TASK:
Take every line from the entries below that includes the word "MutexGuard" and copy it.

┄┄┄┄┄┄┄┄┄┄

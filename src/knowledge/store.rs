//! Record Store - rusqlite 기반 위스키 레코드 저장소
//!
//! 위스키 API에서 수집한 레코드를 id 기준으로 저장합니다 (upsert).
//! 저장 위치: ~/.whisky-rag/whisky.db

use std::collections::BTreeSet;
use std::path::{Path, PathBuf};
use std::sync::{Arc, Mutex, MutexGuard};

use anyhow::Context;
use chrono::Utc;
use rusqlite::{params, Connection, OpenFlags, Row};
use serde::{Deserialize, Serialize};

use crate::error::{Error, Result};

/// DB 파일 이름
pub const DB_FILE_NAME: &str = "whisky.db";

// ============================================================================
// Types
// ============================================================================

/// 위스키 레코드 (제품 1개 = 1행)
///
/// `id` 외의 모든 필드는 선택값입니다.
#[derive(Debug, Clone, Default, PartialEq, Serialize, Deserialize)]
pub struct WhiskyRecord {
    pub id: i64,
    pub name: Option<String>,
    pub description: Option<String>,
    pub url: Option<String>,
    pub lang: Option<String>,
    pub published: Option<String>,
    pub author: Option<String>,
    pub image_url: Option<String>,
    pub foto_url: Option<String>,
    pub affiliate_url: Option<String>,
    pub whisky_type: Option<String>,
    pub country: Option<String>,
    pub region: Option<String>,
    pub distillery: Option<String>,
    pub bottler: Option<String>,
    /// 숙성 연수
    pub age: Option<i64>,
    /// 알코올 도수 (%)
    pub abv: Option<f64>,
    pub price: Option<f64>,
    pub nose: Option<String>,
    pub palate: Option<String>,
    pub finish: Option<String>,
    pub conclusion: Option<String>,
    pub rating_marcel: Option<i64>,
    pub rating_sascha: Option<i64>,
    /// 종합 평점
    pub rating_average: Option<i64>,
    pub rating_text: Option<String>,
    /// 가성비 점수
    pub value_for_money: Option<i64>,
    pub value_for_money_text: Option<String>,
}

impl WhiskyRecord {
    /// id만 가진 빈 레코드
    pub fn new(id: i64) -> Self {
        Self {
            id,
            ..Default::default()
        }
    }
}

/// 저장소 통계
#[derive(Debug, Clone, Serialize)]
pub struct StoreStats {
    pub record_count: usize,
    pub db_path: PathBuf,
}

const COLUMNS: &str = "id, name, description, url, lang, published, author, image_url, \
     foto_url, affiliate_url, type, country, region, distillery, bottler, age, abv, price, \
     nose, palate, finish, conclusion, rating_marcel, rating_sascha, rating_average, \
     rating_text, value_for_money, value_for_money_text";

// ============================================================================
// RecordStore
// ============================================================================

/// Record Store - 동기 위스키 레코드 저장소
pub struct RecordStore {
    conn: Arc<Mutex<Connection>>,
    db_path: PathBuf,
}

impl RecordStore {
    /// 저장소 열기 (없으면 생성)
    ///
    /// # Arguments
    /// * `path` - DB 파일 경로 (없으면 생성)
    pub fn open(path: &Path) -> Result<Self> {
        // 부모 디렉토리 생성
        if let Some(parent) = path.parent() {
            if !parent.as_os_str().is_empty() && !parent.exists() {
                std::fs::create_dir_all(parent)
                    .context("Failed to create database directory")
                    .map_err(Error::StoreUnavailable)?;
            }
        }

        let conn = Connection::open_with_flags(
            path,
            OpenFlags::SQLITE_OPEN_READ_WRITE
                | OpenFlags::SQLITE_OPEN_CREATE
                | OpenFlags::SQLITE_OPEN_NO_MUTEX,
        )
        .context("Failed to open SQLite database")
        .map_err(Error::StoreUnavailable)?;

        let store = Self {
            conn: Arc::new(Mutex::new(conn)),
            db_path: path.to_path_buf(),
        };

        store.initialize()?;
        Ok(store)
    }

    /// 데이터 디렉토리에서 열기 (<data_dir>/whisky.db)
    pub fn open_in(data_dir: &Path) -> Result<Self> {
        Self::open(&data_dir.join(DB_FILE_NAME))
    }

    /// 저장소 초기화 여부 (DB 파일과 whisky 테이블이 모두 존재)
    pub fn exists(path: &Path) -> Result<bool> {
        if !path.exists() {
            return Ok(false);
        }

        let conn = Connection::open_with_flags(path, OpenFlags::SQLITE_OPEN_READ_ONLY)
            .context("Failed to open SQLite database")
            .map_err(Error::StoreUnavailable)?;

        let count: i64 = conn.query_row(
            "SELECT COUNT(*) FROM sqlite_master WHERE type = 'table' AND name = 'whisky'",
            [],
            |row| row.get(0),
        )?;

        Ok(count > 0)
    }

    /// DB 경로 반환
    pub fn db_path(&self) -> &Path {
        &self.db_path
    }

    fn lock(&self) -> Result<MutexGuard<'_, Connection>> {
        self.conn
            .lock()
            .map_err(|e| Error::StoreUnavailable(anyhow::anyhow!("Lock error: {}", e)))
    }

    /// 스키마 초기화
    fn initialize(&self) -> Result<()> {
        let conn = self.lock()?;

        conn.execute(
            "CREATE TABLE IF NOT EXISTS whisky (
                id INTEGER PRIMARY KEY,
                name TEXT,
                description TEXT,
                url TEXT,
                lang TEXT,
                published TEXT,
                author TEXT,
                image_url TEXT,
                foto_url TEXT,
                affiliate_url TEXT,
                type TEXT,
                country TEXT,
                region TEXT,
                distillery TEXT,
                bottler TEXT,
                age INTEGER,
                abv REAL,
                price REAL,
                nose TEXT,
                palate TEXT,
                finish TEXT,
                conclusion TEXT,
                rating_marcel INTEGER,
                rating_sascha INTEGER,
                rating_average INTEGER,
                rating_text TEXT,
                value_for_money INTEGER,
                value_for_money_text TEXT,
                updated_at TEXT NOT NULL
            )",
            [],
        )
        .context("Failed to create whisky table")
        .map_err(Error::StoreUnavailable)?;

        tracing::debug!("Record store initialized at {:?}", self.db_path);
        Ok(())
    }

    /// 레코드 upsert (id가 같으면 교체)
    ///
    /// 하나의 트랜잭션으로 처리합니다. 같은 배치를 여러 번 적용해도 결과는 동일합니다.
    pub fn upsert(&self, records: &[WhiskyRecord]) -> Result<usize> {
        let mut conn = self.lock()?;
        let tx = conn.transaction()?;
        let now = Utc::now().to_rfc3339();

        {
            let mut stmt = tx.prepare(&format!(
                "INSERT OR REPLACE INTO whisky ({}, updated_at)
                 VALUES (?1, ?2, ?3, ?4, ?5, ?6, ?7, ?8, ?9, ?10, ?11, ?12, ?13, ?14, ?15,
                         ?16, ?17, ?18, ?19, ?20, ?21, ?22, ?23, ?24, ?25, ?26, ?27, ?28, ?29)",
                COLUMNS
            ))?;

            for r in records {
                stmt.execute(params![
                    r.id,
                    r.name,
                    r.description,
                    r.url,
                    r.lang,
                    r.published,
                    r.author,
                    r.image_url,
                    r.foto_url,
                    r.affiliate_url,
                    r.whisky_type,
                    r.country,
                    r.region,
                    r.distillery,
                    r.bottler,
                    r.age,
                    r.abv,
                    r.price,
                    r.nose,
                    r.palate,
                    r.finish,
                    r.conclusion,
                    r.rating_marcel,
                    r.rating_sascha,
                    r.rating_average,
                    r.rating_text,
                    r.value_for_money,
                    r.value_for_money_text,
                    now,
                ])?;
            }
        }

        tx.commit()?;
        tracing::info!("Upserted {} whisky records", records.len());

        Ok(records.len())
    }

    /// 아직 저장되지 않은 id의 레코드만 추가
    ///
    /// # Returns
    /// 새로 추가된 레코드 수
    pub fn insert_new(&self, records: &[WhiskyRecord]) -> Result<usize> {
        let existing = self.existing_ids()?;
        let new_records: Vec<WhiskyRecord> = records
            .iter()
            .filter(|r| !existing.contains(&r.id))
            .cloned()
            .collect();

        if new_records.is_empty() {
            tracing::info!("No new whisky records to insert");
            return Ok(0);
        }

        self.upsert(&new_records)
    }

    /// 저장된 id 목록
    pub fn existing_ids(&self) -> Result<BTreeSet<i64>> {
        let conn = self.lock()?;
        let mut stmt = conn.prepare("SELECT id FROM whisky")?;
        let ids = stmt
            .query_map([], |row| row.get::<_, i64>(0))?
            .collect::<rusqlite::Result<BTreeSet<i64>>>()
            .map_err(row_error)?;
        Ok(ids)
    }

    /// id로 레코드 조회
    pub fn get(&self, id: i64) -> Result<Option<WhiskyRecord>> {
        let conn = self.lock()?;
        let mut stmt = conn.prepare(&format!("SELECT {} FROM whisky WHERE id = ?1", COLUMNS))?;

        let mut rows = stmt.query_map(params![id], record_from_row)?;
        match rows.next() {
            Some(row) => Ok(Some(row.map_err(row_error)?)),
            None => Ok(None),
        }
    }

    /// 전체 레코드 (id 오름차순)
    pub fn all(&self) -> Result<Vec<WhiskyRecord>> {
        let conn = self.lock()?;
        let mut stmt = conn.prepare(&format!("SELECT {} FROM whisky ORDER BY id ASC", COLUMNS))?;

        let records = stmt
            .query_map([], record_from_row)?
            .collect::<rusqlite::Result<Vec<_>>>()
            .map_err(row_error)?;

        Ok(records)
    }

    /// 레코드 목록 (id 오름차순, 최대 limit개)
    pub fn list(&self, limit: usize) -> Result<Vec<WhiskyRecord>> {
        let conn = self.lock()?;
        let mut stmt = conn.prepare(&format!(
            "SELECT {} FROM whisky ORDER BY id ASC LIMIT ?1",
            COLUMNS
        ))?;

        let records = stmt
            .query_map(params![limit as i64], record_from_row)?
            .collect::<rusqlite::Result<Vec<_>>>()
            .map_err(row_error)?;

        Ok(records)
    }

    /// 레코드 수
    pub fn count(&self) -> Result<usize> {
        let conn = self.lock()?;
        let count: i64 = conn.query_row("SELECT COUNT(*) FROM whisky", [], |row| row.get(0))?;
        Ok(count as usize)
    }

    /// 저장소 통계
    pub fn stats(&self) -> Result<StoreStats> {
        Ok(StoreStats {
            record_count: self.count()?,
            db_path: self.db_path.clone(),
        })
    }
}
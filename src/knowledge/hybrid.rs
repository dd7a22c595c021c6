//! 하이브리드 검색 - 키워드(BM25) + 벡터 검색 가중 RRF 통합
//!
//! 두 리트리버의 순위 목록을 가중 RRF (Reciprocal Rank Fusion)로 합칩니다.
//! 한쪽이 실패하면 남은 쪽 결과만으로 답하고 `degraded`로 표시합니다.
//!
//! ref: https://www.elastic.co/blog/hybrid-search-rrf

use std::collections::{HashMap, HashSet};
use std::path::Path;
use std::sync::Arc;

use crate::config::{Config, RetrievalConfig};
use crate::embedding::EmbeddingProvider;
use crate::error::{Error, Result, RetrieverKind};

use super::lance::{BuildOutcome, SemanticIndex};
use super::lexical::LexicalIndex;
use super::projector::{project_all, Document};
use super::retriever::{RankedResult, Retriever};
use super::store::RecordStore;

// ============================================================================
// Types
// ============================================================================

/// 리트리버별 가중치
#[derive(Debug, Clone, Copy, PartialEq)]
pub struct FusionWeights {
    pub lexical: f32,
    pub semantic: f32,
}

impl FusionWeights {
    /// 음수 불가, 둘 다 0 불가
    pub fn new(lexical: f32, semantic: f32) -> Result<Self> {
        if !(lexical >= 0.0 && semantic >= 0.0) {
            return Err(Error::Config(format!(
                "Fusion weights must be non-negative (lexical={}, semantic={})",
                lexical, semantic
            )));
        }
        if lexical == 0.0 && semantic == 0.0 {
            return Err(Error::Config("Fusion weights cannot both be zero".into()));
        }
        Ok(Self { lexical, semantic })
    }

    fn weight(&self, kind: RetrieverKind) -> f32 {
        match kind {
            RetrieverKind::Lexical => self.lexical,
            RetrieverKind::Semantic => self.semantic,
        }
    }
}

impl Default for FusionWeights {
    fn default() -> Self {
        Self {
            lexical: 0.5,
            semantic: 0.5,
        }
    }
}

/// 통합 결과 문서 1건
#[derive(Debug, Clone, PartialEq)]
pub struct FusedDocument {
    pub document: Document,
    /// 가중 RRF 스코어 (높을수록 좋음)
    pub score: f32,
    /// 이 문서를 반환한 리트리버 (발견 순서)
    pub sources: Vec<RetrieverKind>,
}

/// 한쪽 리트리버 실패 정보
#[derive(Debug, Clone, PartialEq)]
pub struct Degradation {
    pub failed: RetrieverKind,
    pub reason: String,
}

/// 프롬프트에 들어갈 검색 컨텍스트
#[derive(Debug, Clone, Default, PartialEq)]
pub struct FusedContext {
    pub documents: Vec<FusedDocument>,
    /// 한쪽 리트리버가 실패한 경우 `Some`
    pub degraded: Option<Degradation>,
}

impl FusedContext {
    pub fn is_empty(&self) -> bool {
        self.documents.is_empty()
    }

    pub fn len(&self) -> usize {
        self.documents.len()
    }

    pub fn is_degraded(&self) -> bool {
        self.degraded.is_some()
    }
}

// ============================================================================
// Fusion
// ============================================================================

/// 가중 RRF (Reciprocal Rank Fusion)
///
/// 목록 i의 1-based 순위 r에 있는 문서는 `w_i / (c + r)`를 받습니다.
/// 문서는 본문으로 식별하고, 한 목록 안의 중복은 첫 순위만 셉니다.
/// 동점은 처음 나온 순서(키워드 목록 먼저)를 유지합니다.
pub fn fuse(
    lexical: &[RankedResult],
    semantic: &[RankedResult],
    weights: FusionWeights,
    rrf_constant: f32,
    k: usize,
) -> Vec<FusedDocument> {
    let mut fused: Vec<FusedDocument> = Vec::new();
    let mut position: HashMap<String, usize> = HashMap::new();

    let lists = [
        (RetrieverKind::Lexical, lexical),
        (RetrieverKind::Semantic, semantic),
    ];

    for (kind, results) in lists {
        let weight = weights.weight(kind);
        let mut seen: HashSet<&str> = HashSet::new();

        for (rank, result) in results.iter().enumerate() {
            let content = result.document.content.as_str();
            if !seen.insert(content) {
                continue;
            }

            let contribution = weight / (rrf_constant + rank as f32 + 1.0);

            match position.get(content) {
                Some(&i) => {
                    fused[i].score += contribution;
                    fused[i].sources.push(kind);
                }
                None => {
                    position.insert(content.to_string(), fused.len());
                    fused.push(FusedDocument {
                        document: result.document.clone(),
                        score: contribution,
                        sources: vec![kind],
                    });
                }
            }
        }
    }

    // sort_by는 stable → 동점은 발견 순서 유지
    fused.sort_by(|a, b| b.score.total_cmp(&a.score));
    fused.truncate(k);
    fused
}

// ============================================================================
// HybridRetriever
// ============================================================================

/// 하이브리드 검색기
///
/// 키워드 리트리버 + 벡터 리트리버를 가중 RRF로 통합합니다.
pub struct HybridRetriever {
    lexical: Box<dyn Retriever>,
    semantic: Box<dyn Retriever>,
    weights: FusionWeights,
    rrf_constant: f32,
    top_k: usize,
}

impl HybridRetriever {
    /// 리트리버 두 개로 생성
    pub fn new(
        lexical: Box<dyn Retriever>,
        semantic: Box<dyn Retriever>,
        config: &RetrievalConfig,
    ) -> Result<Self> {
        let weights = FusionWeights::new(config.lexical_weight, config.semantic_weight)?;
        if config.top_k == 0 {
            return Err(Error::Config("top_k must be at least 1".into()));
        }

        Ok(Self {
            lexical,
            semantic,
            weights,
            rrf_constant: config.rrf_constant,
            top_k: config.top_k,
        })
    }

    /// 레코드 저장소에서 두 인덱스를 빌드
    ///
    /// 레코드 로드, 문서 변환, 키워드 인덱스, 벡터 인덱스 순으로 진행합니다.
    /// 어느 단계든 실패하면 `Error::Bootstrap`입니다.
    pub async fn bootstrap(
        store: &RecordStore,
        data_dir: &Path,
        embedder: Arc<dyn EmbeddingProvider>,
        config: &Config,
    ) -> Result<(Self, BuildOutcome)> {
        let records = store
            .all()
            .map_err(bootstrap_error("Failed to load records"))?;
        let documents = project_all(&records);
        tracing::info!("Bootstrapping indexes for {} documents", documents.len());

        let semantic = SemanticIndex::open_in(data_dir, embedder, config.embedding.batch_size)
            .await
            .map_err(bootstrap_error("Failed to open semantic index"))?;
        let outcome = semantic
            .build(&documents)
            .await
            .map_err(bootstrap_error("Failed to build semantic index"))?;

        let lexical = LexicalIndex::build(documents)
            .map_err(bootstrap_error("Failed to build lexical index"))?;

        let retriever = Self::new(Box::new(lexical), Box::new(semantic), &config.retrieval)?;
        Ok((retriever, outcome))
    }

    pub fn weights(&self) -> FusionWeights {
        self.weights
    }

    pub fn top_k(&self) -> usize {
        self.top_k
    }

    /// 하이브리드 검색
    ///
    /// - 둘 다 성공: 전체 통합
    /// - 한쪽 실패: 남은 쪽만 통합, `degraded` 설정
    /// - 둘 다 실패: `Error::IndexUnavailable`
    pub async fn retrieve(&self, query: &str) -> Result<FusedContext> {
        let (lexical, semantic) = tokio::join!(
            self.lexical.retrieve(query, self.top_k),
            self.semantic.retrieve(query, self.top_k),
        );

        let (lexical, semantic, degraded) = match (lexical, semantic) {
            (Ok(l), Ok(s)) => (l, s, None),
            (Ok(l), Err(e)) => (l, vec![], Some(self.degrade(self.semantic.kind(), &e))),
            (Err(e), Ok(s)) => (vec![], s, Some(self.degrade(self.lexical.kind(), &e))),
            (Err(lexical_err), Err(semantic_err)) => {
                tracing::error!("Both retrievers failed (semantic: {})", semantic_err);
                return Err(lexical_err);
            }
        };

        let documents = fuse(
            &lexical,
            &semantic,
            self.weights,
            self.rrf_constant,
            self.top_k,
        );

        tracing::debug!(
            "Fused {} lexical + {} semantic hits into {} documents",
            lexical.len(),
            semantic.len(),
            documents.len()
        );

        Ok(FusedContext {
            documents,
            degraded,
        })
    }

    fn degrade(&self, failed: RetrieverKind, error: &Error) -> Degradation {
        tracing::warn!("{} retriever failed, continuing degraded: {}", failed, error);
        Degradation {
            failed,
            reason: error.to_string(),
        }
    }
}

fn bootstrap_error(context: &'static str) -> impl FnOnce(Error) -> Error {
    move |e| Error::Bootstrap(anyhow::Error::new(e).context(context))
}

// ============================================================================
// Tests
// ============================================================================
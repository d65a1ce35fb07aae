//! Parts Sub-Editor
//!
//! Repeatable part-number/quantity rows bound to one hidden serialized
//! value, plus the free-text ingestion path for pasted lists.

use std::sync::OnceLock;

use regex::Regex;
use serde::{Deserialize, Serialize};

#[derive(Debug, Clone, Default, PartialEq, Eq, Serialize, Deserialize)]
pub struct PartRow {
    #[serde(rename = "partNumber", default)]
    pub part_number: String,
    #[serde(default)]
    pub quantity: String,
}

impl PartRow {
    pub fn new(part_number: impl Into<String>, quantity: impl Into<String>) -> Self {
        Self { part_number: part_number.into(), quantity: quantity.into() }
    }

    pub fn is_complete(&self) -> bool {
        !self.part_number.trim().is_empty() && !self.quantity.trim().is_empty()
    }
}

/// Keep ASCII digits only
pub fn digits_only(text: &str) -> String {
    text.chars().filter(char::is_ascii_digit).collect()
}

/// Editable rows; incomplete rows stay here but never reach the payload
#[derive(Debug, Clone, PartialEq, Eq)]
pub struct PartsEditor {
    rows: Vec<PartRow>,
}

impl Default for PartsEditor {
    fn default() -> Self {
        Self { rows: vec![PartRow::default()] }
    }
}

impl PartsEditor {
    /// Seed from a serialized value; unreadable or empty input gives one blank row
    pub fn from_serialized(raw: &str) -> Self {
        let rows: Vec<PartRow> = if raw.trim().is_empty() {
            Vec::new()
        } else {
            serde_json::from_str(raw).unwrap_or_else(|e| {
                log::debug!("discarding unreadable parts value: {}", e);
                Vec::new()
            })
        };
        Self::from_rows(rows)
    }

    pub fn from_rows(rows: Vec<PartRow>) -> Self {
        if rows.is_empty() {
            Self::default()
        } else {
            Self { rows }
        }
    }

    pub fn rows(&self) -> &[PartRow] {
        &self.rows
    }

    pub fn set_part_number(&mut self, index: usize, value: &str) {
        if let Some(row) = self.rows.get_mut(index) {
            row.part_number = value.to_string();
        }
    }

    /// Quantity is sanitized to digits on every change
    pub fn set_quantity(&mut self, index: usize, value: &str) {
        if let Some(row) = self.rows.get_mut(index) {
            row.quantity = digits_only(value);
        }
    }

    pub fn add_row(&mut self) {
        self.rows.push(PartRow::default());
    }

    /// Remove a row; removing the last one leaves a single blank row
    pub fn remove_row(&mut self, index: usize) {
        if index < self.rows.len() {
            self.rows.remove(index);
        }
        if self.rows.is_empty() {
            self.rows.push(PartRow::default());
        }
    }

    /// Append parsed rows, replacing a lone blank row
    pub fn append(&mut self, parsed: Vec<PartRow>) {
        if parsed.is_empty() {
            return;
        }
        if self.rows.len() == 1 && self.rows[0] == PartRow::default() {
            self.rows.clear();
        }
        self.rows.extend(parsed);
    }

    pub fn complete_rows(&self) -> Vec<PartRow> {
        self.rows
            .iter()
            .filter(|r| r.is_complete())
            .map(|r| PartRow::new(r.part_number.trim(), r.quantity.trim()))
            .collect()
    }

    /// Hidden field value: JSON array of complete rows
    pub fn serialized(&self) -> String {
        serde_json::to_string(&self.complete_rows()).unwrap_or_else(|_| "[]".to_string())
    }
}

fn trailing_qty_re() -> &'static Regex {
    static RE: OnceLock<Regex> = OnceLock::new();
    RE.get_or_init(|| {
        Regex::new(
            r"(?i)^(?P<pn>.*?)(?:\s+[x×]\s*(?P<x>\d+)|\s*\(\s*(?P<paren>\d+)\s*\)|\s+qty\s*[:=]?\s*(?P<qty>\d+))\s*$",
        )
        .expect("valid regex")
    })
}

fn bare_qty_re() -> &'static Regex {
    static RE: OnceLock<Regex> = OnceLock::new();
    RE.get_or_init(|| Regex::new(r"^(?P<pn>.*\S)\s+(?P<n>\d+)$").expect("valid regex"))
}

/// Split free-form text into part rows, one per non-blank line.
///
/// Preference order: delimited (`,` `|` tab), trailing quantity
/// (`x2`, `(2)`, `qty:2`, bare number), else quantity `1`.
pub fn smart_parse_parts(text: &str) -> Vec<PartRow> {
    text.lines().filter_map(parse_part_line).collect()
}

fn parse_part_line(raw: &str) -> Option<PartRow> {
    let line = raw.trim();
    if line.is_empty() {
        return None;
    }

    if line.contains([',', '|', '\t']) {
        let mut cells = line.split([',', '|', '\t']).map(str::trim);
        let part_number = cells.next().unwrap_or_default();
        if !part_number.is_empty() {
            let qty = cells.next().map(digits_only).unwrap_or_default();
            return Some(PartRow::new(part_number, if qty.is_empty() { "1".to_string() } else { qty }));
        }
    }

    if let Some(caps) = trailing_qty_re().captures(line) {
        let pn = caps.name("pn").map(|m| m.as_str().trim()).unwrap_or_default();
        let qty = caps
            .name("x")
            .or_else(|| caps.name("paren"))
            .or_else(|| caps.name("qty"))
            .map(|m| m.as_str());
        if let Some(qty) = qty.filter(|_| !pn.is_empty()) {
            return Some(PartRow::new(pn, qty));
        }
    }

    if let Some(caps) = bare_qty_re().captures(line) {
        return Some(PartRow::new(caps["pn"].trim(), &caps["n"]));
    }

    Some(PartRow::new(line, "1"))
}

#[cfg(test)]
mod tests {
    use super::*;

    #[test]
    fn test_serialization_drops_incomplete_rows() {
        let editor = PartsEditor::from_rows(vec![PartRow::new("A1", "2"), PartRow::new("", "5")]);
        assert_eq!(editor.serialized(), r#"[{"partNumber":"A1","quantity":"2"}]"#);
        assert_eq!(editor.rows().len(), 2);
    }

    #[test]
    fn test_seeding() {
        assert_eq!(PartsEditor::from_serialized("").rows(), &[PartRow::default()]);
        assert_eq!(PartsEditor::from_serialized("not json").rows(), &[PartRow::default()]);
        let editor = PartsEditor::from_serialized(r#"[{"partNumber":"B2","quantity":"4"}]"#);
        assert_eq!(editor.rows(), &[PartRow::new("B2", "4")]);
    }

    #[test]
    fn test_edits() {
        let mut editor = PartsEditor::default();
        editor.set_part_number(0, "C3");
        editor.set_quantity(0, "1a2 ");
        assert_eq!(editor.rows()[0], PartRow::new("C3", "12"));

        editor.add_row();
        assert_eq!(editor.rows().len(), 2);
        editor.remove_row(0);
        assert_eq!(editor.rows(), &[PartRow::default()]);
        editor.remove_row(0);
        assert_eq!(editor.rows(), &[PartRow::default()]);
        editor.set_quantity(7, "3");
        assert_eq!(editor.serialized(), "[]");
    }

    #[test]
    fn test_smart_parse_mixed_lines() {
        assert_eq!(
            smart_parse_parts("PN-100 x3\nPN-200,5\nPN-300"),
            vec![PartRow::new("PN-100", "3"), PartRow::new("PN-200", "5"), PartRow::new("PN-300", "1")]
        );
    }

    #[test]
    fn test_smart_parse_quantity_forms() {
        let parsed = smart_parse_parts("AB-1 (4)\nAB-2 qty: 6\nAB-3 7\nAB-4 | 2\nAB-5\t9\n\n  \nAB-6,\nAB-7 X 2");
        assert_eq!(
            parsed,
            vec![
                PartRow::new("AB-1", "4"),
                PartRow::new("AB-2", "6"),
                PartRow::new("AB-3", "7"),
                PartRow::new("AB-4", "2"),
                PartRow::new("AB-5", "9"),
                PartRow::new("AB-6", "1"),
                PartRow::new("AB-7", "2"),
            ]
        );
    }

    #[test]
    fn test_append_replaces_blank_row() {
        let mut editor = PartsEditor::default();
        editor.append(smart_parse_parts("Z9 x2"));
        assert_eq!(editor.rows(), &[PartRow::new("Z9", "2")]);
        editor.append(smart_parse_parts("Z10"));
        assert_eq!(editor.rows().len(), 2);
    }

    #[test]
    fn test_x_inside_part_number_is_not_quantity() {
        assert_eq!(smart_parse_parts("BOX12"), vec![PartRow::new("BOX12", "1")]);
    }
}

┄┄┄┄┄┄┄┄┄┄

WRITTEN ANSWER:
use std::sync::{Arc, Mutex, MutexGuard};
    fn lock(&self) -> Result<MutexGuard<'_, Connection>> {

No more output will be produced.